Could the end be near for retail loyalty programs? While the notion of loyalty exists in high-end retail, the majority of programs won’t last, said Faisal Masud, Staples’ chief digital officer and EVP of e-commerce, who was part of a panel discussion at the National Retail Federation’s Big Show in New York City.
“Consumers are agnostic to where they shop,” Masud said. “The days of window shopping and just paying the price you think is fair are gone. A lot of folks don’t even want to interact with people or companies. They just want their goods fast and at the lowest possible price. For that reason, a lot of the retail loyalty programs are a little bit doomed.”
That’s a big challenge for retailers, Masud said, adding that they also are having trouble keeping up with consumers’ high expectations on mobile.
“The seamlessness of mobile is still not there,” he said. “Apps are not quite where they need to be. I think there is a lot more to do on retailers’ part if they are going to meet consumer needs.”

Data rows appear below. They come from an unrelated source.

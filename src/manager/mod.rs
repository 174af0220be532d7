// SPDX-License-Identifier: MPL-2.0
// This Source Code Form is subject to the terms of the Mozilla Public
// License, v. 2.0. If a copy of the MPL was not distributed with this
// file, You can obtain one at https://mozilla.org/MPL/2.0/.

//! Update manager for a single device's live update stream.
//!
//! # Overview
//!
//! The [`UpdateManager`] is the entry point for applications that want to
//! react to device changes as they happen. It provides:
//!
//! - **Snapshot subscriptions**: select a value out of the full device state
//!   sent at the start of every connection
//! - **Delta subscriptions**: match incremental updates by path pattern and
//!   select a value out of them
//! - **Convenience subscriptions**: away status, power limit, node status and
//!   node setup, fed from both snapshots and deltas
//! - **Reconnection**: token refresh and backoff handled by the underlying
//!   [`ConnectionSession`](crate::session::ConnectionSession)
//!
//! # Examples
//!
//! ## Selecting values
//!
//! ```no_run
//! use smartbox::manager::UpdateManager;
//! use smartbox::protocol::{ApiSession, HttpConfig};
//! use std::sync::Arc;
//!
//! #[tokio::main]
//! async fn main() -> smartbox::Result<()> {
//!     let api = ApiSession::login(HttpConfig::new("api-foo", "creds"), "user", "pw").await?;
//!     let mut manager = UpdateManager::for_api_session(Arc::new(api), "device-id");
//!
//!     manager.subscribe_to_snapshot(".htr_system.setup.power_limit", |limit| {
//!         println!("power limit at connect: {limit}");
//!     })?;
//!     manager.subscribe_to_delta(r"^/(?P<node_type>[^/]+)/(?P<addr>\d+)/status", ".body", |update| {
//!         println!("{:?} {:?}: {}", update.capture("node_type"), update.capture("addr"), update.value());
//!     })?;
//!
//!     manager.run().await
//! }
//! ```
//!
//! ## Observing the pipeline
//!
//! ```no_run
//! use smartbox::event::PipelineEvent;
//! # use smartbox::manager::UpdateManager;
//! # use smartbox::protocol::{ApiSession, SocketIoTransport};
//! # use std::sync::Arc;
//!
//! # fn example(manager: &UpdateManager<SocketIoTransport, Arc<ApiSession>>) {
//! let mut events = manager.events();
//! tokio::spawn(async move {
//!     while let Ok(event) = events.recv().await {
//!         if let PipelineEvent::UnmatchedDelta { path, .. } = event {
//!             println!("nobody handles {path}");
//!         }
//!     }
//! });
//! # }
//! ```

mod update_manager;

pub use update_manager::UpdateManager;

According to Daniel Hodges, CEO of Consumers In Motion and moderator of the panel, “Change is real, change is fast, and change is unforgiving,” smartphone penetration is expected to reach 65% by 2020, with some extimates going as high as 80%.
At Staples, mobile traffic accounted for 40% of its overall online traffic during Christmastime--unprecedented for the company, Masud said. Mobile revenue, however, was not nearly as high, which speaks to the experience (or lack therof) and, more broadly, about retail not meeting customers expectations.

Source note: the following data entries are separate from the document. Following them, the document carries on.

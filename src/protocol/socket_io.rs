// SPDX-License-Identifier: MPL-2.0
// This Source Code Form is subject to the terms of the Mozilla Public
// License, v. 2.0. If a copy of the MPL was not distributed with this
// file, You can obtain one at https://mozilla.org/MPL/2.0/.

//! Socket.IO v2 transport over WebSocket.
//!
//! Speaks Engine.IO v3 directly over a WebSocket (no polling upgrade):
//!
//! 1. Open `ws(s)://host/socket.io/?EIO=3&transport=websocket&token=..&dev_id=..`
//! 2. Read the engine `open` packet for the heartbeat interval
//! 3. Send a namespace connect carrying the same query
//! 4. Wait for the namespace acknowledgement; a rejection or close fails
//!    `connect`, an accept is reported as [`TransportEvent::Connected`]
//!
//! Engine heartbeats (`2`/`3`) are handled internally while waiting for
//! events and never surface to the session.

use std::collections::VecDeque;
use std::time::Duration;

use futures_util::{SinkExt, StreamExt};
use serde_json::Value;
use tokio::net::TcpStream;
use tokio::time::Instant;
use tokio_tungstenite::tungstenite::{self, Message};
use tokio_tungstenite::{MaybeTlsStream, WebSocketStream, connect_async};

use super::packet::{EnginePacket, Handshake, SocketPacket, SocketPacketKind};
use super::{Endpoint, KEEP_ALIVE_MESSAGE, Transport, TransportEvent};
use crate::error::ProtocolError;

type WsStream = WebSocketStream<MaybeTlsStream<TcpStream>>;

/// Namespace the service publishes device updates on.
pub const DEVICE_NAMESPACE: &str = "/api/v2/socket_io";

/// Event name used for keep-alive messages.
const KEEP_ALIVE_EVENT: &str = "message";

/// Default time allowed for the WebSocket and engine handshake.
const DEFAULT_CONNECT_TIMEOUT: Duration = Duration::from_secs(30);

#[derive(Debug, Clone, Copy)]
struct Heartbeat {
    interval: Duration,
    next: Instant,
}

impl Heartbeat {
    fn new(interval_ms: u64) -> Option<Self> {
        if interval_ms == 0 {
            return None;
        }
        let interval = Duration::from_millis(interval_ms);
        Some(Self {
            interval,
            next: Instant::now() + interval,
        })
    }

    fn schedule_next(&mut self) {
        self.next = Instant::now() + self.interval;
    }
}

/// Socket.IO transport for one device namespace.
///
/// # Examples
///
/// ```no_run
/// use smartbox::protocol::SocketIoTransport;
/// use std::time::Duration;
///
/// let transport = SocketIoTransport::new().with_connect_timeout(Duration::from_secs(10));
/// ```
pub struct SocketIoTransport {
    namespace: String,
    connect_timeout: Duration,
    stream: Option<WsStream>,
    heartbeat: Option<Heartbeat>,
    pending: VecDeque<TransportEvent>,
}

impl SocketIoTransport {
    /// Creates a transport for the default device namespace.
    #[must_use]
    pub fn new() -> Self {
        Self::with_namespace(DEVICE_NAMESPACE)
    }

    /// Creates a transport for a custom namespace.
    #[must_use]
    pub fn with_namespace(namespace: impl Into<String>) -> Self {
        Self {
            namespace: namespace.into(),
            connect_timeout: DEFAULT_CONNECT_TIMEOUT,
            stream: None,
            heartbeat: None,
            pending: VecDeque::new(),
        }
    }

    /// Sets the time allowed for opening the connection.
    #[must_use]
    pub fn with_connect_timeout(mut self, timeout: Duration) -> Self {
        self.connect_timeout = timeout;
        self
    }

    /// Returns the namespace this transport joins.
    #[must_use]
    pub fn namespace(&self) -> &str {
        &self.namespace
    }

    /// Returns `true` while a WebSocket is open.
    #[must_use]
    pub fn is_open(&self) -> bool {
        self.stream.is_some()
    }

    async fn close(&mut self) {
        self.heartbeat = None;
        self.pending.clear();
        if let Some(mut stream) = self.stream.take() {
            // Peer may already be gone
            let _ = stream.close(None).await;
        }
    }

    /// Reads frames until the server accepts or rejects the namespace.
    ///
    /// Returns the event to report first: the acknowledgement, or an event
    /// that arrived in its place.
    async fn await_namespace_ack(&mut self) -> Result<TransportEvent, ProtocolError> {
        loop {
            let stream = self.stream.as_mut().ok_or(ProtocolError::NotConnected)?;
            let text = match stream.next().await {
                Some(Ok(Message::Text(text))) => text,
                Some(Ok(Message::Close(_))) | None => {
                    return Err(ProtocolError::ConnectionFailed(
                        "connection closed before namespace was accepted".to_string(),
                    ));
                }
                Some(Ok(_)) => continue,
                Some(Err(e)) => return Err(e.into()),
            };
            match decode_frame(&self.namespace, text.as_str()) {
                Frame::Event(TransportEvent::Disconnected { reason }) => {
                    return Err(ProtocolError::ConnectionFailed(format!(
                        "namespace rejected: {reason}"
                    )));
                }
                Frame::Event(event) => return Ok(event),
                Frame::Reply(reply) => self.send_frame(reply).await?,
                Frame::Ignore => {}
            }
        }
    }

    async fn send_frame(&mut self, frame: String) -> Result<(), ProtocolError> {
        let stream = self.stream.as_mut().ok_or(ProtocolError::NotConnected)?;
        tracing::trace!(%frame, "Sending frame");
        stream.send(Message::text(frame)).await?;
        Ok(())
    }
}

impl Default for SocketIoTransport {
    fn default() -> Self {
        Self::new()
    }
}

impl std::fmt::Debug for SocketIoTransport {
    fn fmt(&self, f: &mut std::fmt::Formatter<'_>) -> std::fmt::Result {
        f.debug_struct("SocketIoTransport")
            .field("namespace", &self.namespace)
            .field("connect_timeout", &self.connect_timeout)
            .field("open", &self.stream.is_some())
            .finish_non_exhaustive()
    }
}

enum Wake {
    Frame(Option<Result<Message, tungstenite::Error>>),
    Heartbeat,
}

impl Transport for SocketIoTransport {
    async fn connect(&mut self, endpoint: &Endpoint) -> Result<(), ProtocolError> {
        self.close().await;

        let url = socket_io_url(endpoint.url())?;
        tracing::debug!(namespace = %self.namespace, "Opening Socket.IO connection");

        let timeout_ms = u64::try_from(self.connect_timeout.as_millis()).unwrap_or(u64::MAX);
        let deadline = Instant::now() + self.connect_timeout;
        let (stream, handshake) = tokio::time::timeout_at(deadline, open(&url))
            .await
            .map_err(|_| ProtocolError::Timeout(timeout_ms))??;
        tracing::debug!(
            sid = %handshake.sid,
            ping_interval_ms = handshake.ping_interval,
            "Engine session opened"
        );

        self.stream = Some(stream);
        self.heartbeat = Heartbeat::new(handshake.ping_interval);

        let connect = SocketPacket::connect(format!("{}?{}", self.namespace, endpoint.query()));
        if let Err(e) = self.send_frame(connect.to_frame()).await {
            self.close().await;
            return Err(e);
        }

        let acknowledged = match tokio::time::timeout_at(deadline, self.await_namespace_ack()).await {
            Ok(result) => result,
            Err(_) => Err(ProtocolError::Timeout(timeout_ms)),
        };
        match acknowledged {
            Ok(first) => {
                tracing::debug!(namespace = %self.namespace, "Namespace accepted");
                self.pending.push_back(first);
                Ok(())
            }
            Err(e) => {
                self.close().await;
                Err(e)
            }
        }
    }

    async fn next_event(&mut self) -> TransportEvent {
        if let Some(event) = self.pending.pop_front() {
            return event;
        }
        loop {
            let Some(stream) = self.stream.as_mut() else {
                return TransportEvent::disconnected("not connected");
            };

            let wake = match self.heartbeat {
                Some(heartbeat) => {
                    match tokio::time::timeout_at(heartbeat.next, stream.next()).await {
                        Ok(frame) => Wake::Frame(frame),
                        Err(_) => Wake::Heartbeat,
                    }
                }
                None => Wake::Frame(stream.next().await),
            };

            let frame = match wake {
                Wake::Heartbeat => {
                    if let Some(heartbeat) = self.heartbeat.as_mut() {
                        heartbeat.schedule_next();
                    }
                    let ping = EnginePacket::Ping(String::new()).encode();
                    if let Err(e) = self.send_frame(ping).await {
                        self.close().await;
                        return TransportEvent::disconnected(format!("heartbeat failed: {e}"));
                    }
                    continue;
                }
                Wake::Frame(frame) => frame,
            };

            match frame {
                None => {
                    self.stream = None;
                    return TransportEvent::disconnected("connection closed");
                }
                Some(Err(e)) => {
                    self.stream = None;
                    return TransportEvent::disconnected(e.to_string());
                }
                Some(Ok(Message::Close(_))) => {
                    self.stream = None;
                    return TransportEvent::disconnected("closed by server");
                }
                Some(Ok(Message::Text(text))) => {
                    tracing::trace!(frame = %text.as_str(), "Received frame");
                    match decode_frame(&self.namespace, text.as_str()) {
                        Frame::Event(event) => {
                            if matches!(event, TransportEvent::Disconnected { .. }) {
                                self.close().await;
                            }
                            return event;
                        }
                        Frame::Reply(reply) => {
                            if let Err(e) = self.send_frame(reply).await {
                                tracing::debug!(error = %e, "Failed to answer engine ping");
                            }
                        }
                        Frame::Ignore => {}
                    }
                }
                Some(Ok(_)) => {}
            }
        }
    }

    async fn emit(&mut self, event: &str, payload: Option<&Value>) -> Result<(), ProtocolError> {
        let frame = SocketPacket::event(self.namespace.as_str(), event, payload).to_frame();
        self.send_frame(frame).await
    }

    async fn send_keep_alive(&mut self) -> Result<(), ProtocolError> {
        self.emit(KEEP_ALIVE_EVENT, Some(&Value::from(KEEP_ALIVE_MESSAGE)))
            .await
    }

    async fn disconnect(&mut self) {
        if self.stream.is_some() {
            let frame = SocketPacket::disconnect(self.namespace.as_str()).to_frame();
            if let Err(e) = self.send_frame(frame).await {
                tracing::debug!(error = %e, "Failed to send namespace disconnect");
            }
            tracing::debug!(namespace = %self.namespace, "Closing Socket.IO connection");
        }
        self.close().await;
    }
}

Ryan Craver, former SVP, strategy for Lord & Taylor, spoke about overall industry disruption and how retail must respond.
“Anyone in this room has infinite computing power at their fingertips,” Craver told attendees. “We all have the ability to share, consume, and create content in different ways.”

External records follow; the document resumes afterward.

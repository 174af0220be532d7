// SPDX-License-Identifier: MPL-2.0
// This Source Code Form is subject to the terms of the Mozilla Public
// License, v. 2.0. If a copy of the MPL was not distributed with this
// file, You can obtain one at https://mozilla.org/MPL/2.0/.

//! Access-token state and the credential collaborator contract.

use std::future::Future;
use std::sync::Arc;

use chrono::{DateTime, TimeDelta, Utc};

use crate::error::Error;

/// Tokens with less than this many seconds left are treated as expired.
pub const MIN_TOKEN_LIFETIME_SECS: i64 = 60;

/// Credential collaborator consumed by the connection session.
///
/// The session only reads the current token and asks for a refresh; the
/// provider owns the token store.
pub trait TokenProvider: Send + Sync {
    /// Base URL of the service, e.g. `https://api.example.com`.
    fn api_host(&self) -> String;

    /// Returns the current access token.
    fn access_token(&self) -> String;

    /// Returns `true` if the access token is expired or about to expire.
    fn has_token_expired(&self) -> bool;

    /// Refreshes the access token if it has expired.
    ///
    /// Must be a no-op when the token is still valid.
    ///
    /// # Errors
    ///
    /// Returns an error if the refresh request fails; the session treats
    /// this as fatal.
    fn refresh_if_needed(&self) -> impl Future<Output = Result<(), Error>> + Send;
}

impl<P: TokenProvider> TokenProvider for Arc<P> {
    fn api_host(&self) -> String {
        (**self).api_host()
    }

    fn access_token(&self) -> String {
        (**self).access_token()
    }

    fn has_token_expired(&self) -> bool {
        (**self).has_token_expired()
    }

    fn refresh_if_needed(&self) -> impl Future<Output = Result<(), Error>> + Send {
        (**self).refresh_if_needed()
    }
}

/// An access/refresh token pair with its expiry.
#[derive(Debug, Clone, PartialEq, Eq)]
pub struct TokenState {
    /// Bearer token for REST calls and the event connection.
    pub access_token: String,
    /// Token exchanged for a new access token.
    pub refresh_token: String,
    /// When the access token expires.
    pub expires_at: DateTime<Utc>,
}

impl TokenState {
    /// Creates a token state expiring `expires_in` seconds after `now`.
    #[must_use]
    pub fn new(
        access_token: impl Into<String>,
        refresh_token: impl Into<String>,
        expires_in: i64,
        now: DateTime<Utc>,
    ) -> Self {
        Self {
            access_token: access_token.into(),
            refresh_token: refresh_token.into(),
            expires_at: now + TimeDelta::seconds(expires_in),
        }
    }

    /// Returns `true` if fewer than [`MIN_TOKEN_LIFETIME_SECS`] remain at `now`.
    #[must_use]
    pub fn has_expired_at(&self, now: DateTime<Utc>) -> bool {
        self.expires_at - now < TimeDelta::seconds(MIN_TOKEN_LIFETIME_SECS)
    }

    /// Returns `true` if fewer than [`MIN_TOKEN_LIFETIME_SECS`] remain now.
    #[must_use]
    pub fn has_expired(&self) -> bool {
        self.has_expired_at(Utc::now())
    }
}
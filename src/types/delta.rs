// SPDX-License-Identifier: MPL-2.0
// This Source Code Form is subject to the terms of the Mozilla Public
// License, v. 2.0. If a copy of the MPL was not distributed with this
// file, You can obtain one at https://mozilla.org/MPL/2.0/.

//! Delta records from the update stream.

use serde_json::{Value, json};

use crate::error::ParseError;

/// A single change event, structurally `{ path, body }`.
///
/// `path` is a slash-delimited route such as `/htr/1/status`; `body` is the
/// new value at that route. The full record is kept so that selectors can be
/// evaluated against it (`.body.mtemp`, `.path`).
///
/// # Examples
///
/// ```
/// use serde_json::json;
/// use smartbox::types::Delta;
///
/// let delta = Delta::new("/htr/1/status", json!({"mtemp": "19.5"}));
/// assert_eq!(delta.path(), "/htr/1/status");
/// assert_eq!(delta.body(), Some(&json!({"mtemp": "19.5"})));
/// ```
#[derive(Debug, Clone, PartialEq)]
pub struct Delta {
    path: String,
    record: Value,
}

impl Delta {
    /// Creates a delta from a route and body.
    #[must_use]
    pub fn new(path: impl Into<String>, body: Value) -> Self {
        let path = path.into();
        let record = json!({ "path": path, "body": body });
        Self { path, record }
    }

    /// Decodes a delta from a raw record.
    ///
    /// # Errors
    ///
    /// Returns `ParseError::MissingField` if the record has no string `path`.
    pub fn from_value(record: Value) -> Result<Self, ParseError> {
        let path = record
            .get("path")
            .and_then(Value::as_str)
            .ok_or_else(|| ParseError::MissingField("path".to_string()))?
            .to_string();
        Ok(Self { path, record })
    }

    /// Returns the route of this delta.
    #[must_use]
    pub fn path(&self) -> &str {
        &self.path
    }

    /// Returns the body, if the record carries one.
    #[must_use]
    pub fn body(&self) -> Option<&Value> {
        self.record.get("body")
    }

    /// Returns the whole `{path, body}` record.
    #[must_use]
    pub fn record(&self) -> &Value {
        &self.record
    }
}

impl TryFrom<Value> for Delta {
    type Error = ParseError;

    fn try_from(value: Value) -> Result<Self, Self::Error> {
        Self::from_value(value)
    }
}

#[cfg(test)]
mod tests {
    use super::*;

    #[test]
    fn from_value_keeps_record() {
        let record = json!({"path": "/mgr/away_status", "body": {"away": true}, "extra": 1});
        let delta = Delta::from_value(record.clone()).unwrap();
        assert_eq!(delta.path(), "/mgr/away_status");
        assert_eq!(delta.record(), &record);
    }

    #[test]
    fn from_value_requires_path() {
        let err = Delta::from_value(json!({"body": {}})).unwrap_err();
        assert!(matches!(err, ParseError::MissingField(field) if field == "path"));

        assert!(Delta::from_value(json!({"path": 3, "body": {}})).is_err());
    }

    #[test]
    fn missing_body() {
        let delta = Delta::from_value(json!({"path": "/x"})).unwrap();
        assert_eq!(delta.body(), None);
    }
}
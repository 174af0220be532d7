// SPDX-License-Identifier: MPL-2.0
// This Source Code Form is subject to the terms of the Mozilla Public
// License, v. 2.0. If a copy of the MPL was not distributed with this
// file, You can obtain one at https://mozilla.org/MPL/2.0/.

//! Observability events for the update pipeline.
//!
//! Besides `tracing` output, the pipeline publishes [`PipelineEvent`]s on an
//! [`EventBus`] so that callers (and tests) can observe state transitions,
//! dropped deltas, and deltas no subscription was interested in.
//!
//! # Examples
//!
//! ```
//! use smartbox::event::{EventBus, PipelineEvent};
//!
//! let bus = EventBus::new();
//! let mut rx = bus.subscribe();
//!
//! bus.publish(PipelineEvent::DeltaDropped { path: "/htr/1/status".to_string() });
//! assert!(matches!(rx.try_recv(), Ok(PipelineEvent::DeltaDropped { .. })));
//! ```

mod event_bus;
mod pipeline_event;

pub use event_bus::EventBus;
pub use pipeline_event::PipelineEvent;
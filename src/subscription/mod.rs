// SPDX-License-Identifier: MPL-2.0
// This Source Code Form is subject to the terms of the Mozilla Public
// License, v. 2.0. If a copy of the MPL was not distributed with this
// file, You can obtain one at https://mozilla.org/MPL/2.0/.

//! Subscriptions and routing for snapshots and deltas.
//!
//! Observers register interest in fragments of the update stream:
//!
//! - [`SnapshotSubscription`] - a selector evaluated against each epoch's snapshot
//! - [`DeltaSubscription`] - a route pattern tested against each delta's path,
//!   plus a selector evaluated against the `{path, body}` record
//! - [`UpdateRouter`] - owns the registered subscriptions and fans every
//!   snapshot or delta out to them in registration order
//!
//! Subscriptions live as long as the router; there is no unsubscribe.
//!
//! # Usage
//!
//! ```
//! use serde_json::json;
//! use smartbox::subscription::{DeltaSubscription, UpdateRouter};
//! use smartbox::types::Delta;
//!
//! let router = UpdateRouter::new();
//! router.add(DeltaSubscription::new("^/mgr/away_status", ".body.away", |m| {
//!     println!("away: {}", m.value());
//! }).unwrap());
//!
//! router.dispatch_delta(&Delta::new("/mgr/away_status", json!({"away": true})));
//! ```

mod callback;
mod router;

pub use callback::{
    Captures, DeltaMatch, DeltaSubscription, MatchOutcome, SnapshotSubscription, Subscription,
    SubscriptionId,
};
pub use router::{AnySubscription, UpdateRouter, UpdateSink};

That puts the consumer more in control than ever before, according to Frank Zimmerman, CEO of Arvato Systems North America. “The power that the consumer has gained is the power to interact with brands and also with one another,” he said.
For the first time, consumers are more powerful than brands, Zimmerman added. Therefore companies need to make sure they are having positive interactions.
The key to that, Craver said, is ensuring decision makers within a company acknowledge that customers are in control and have different needs and expectations. “The entire company must align around the consumer. That’s the catalyst for commerce,” he said. “You must change the mind-set of the whole organization.”
Change also must occur if retailers are to remain innovative. “It’s the structural challenges in retail that prohibit retailers to grow in the omnichannel sense,” Staples’ Masud said.
Masud provided the recent launch of Staples’ order-online/pickup-in-store option a few months ago as an example. That initiative meant all the moving parts of retail—fulfillment, warehouse, mobile, online, in-store, etc.—needed to work together. While easier said than done, 13% of Staples’ transactions are now fulfilled this way, he added.
Related, technology poses a host of issues retailers must now overcome.
“Historically, for retail it has been about finding a vendor to help the retailer do something, but my belief is that is what is holding us back,” Masud said. “I expect that a lot of retailers know this and will be bringing a lot of the technology in-house by building out their own innovation and technology teams.”
According to Zimmerman, retailers need to focus on simplification, both of their internal structures and as it relates to consumers in terms of simplifying the buying, browsing, and researching process.
“Simplification will definitely be something important, and mobile can help with that,” he said.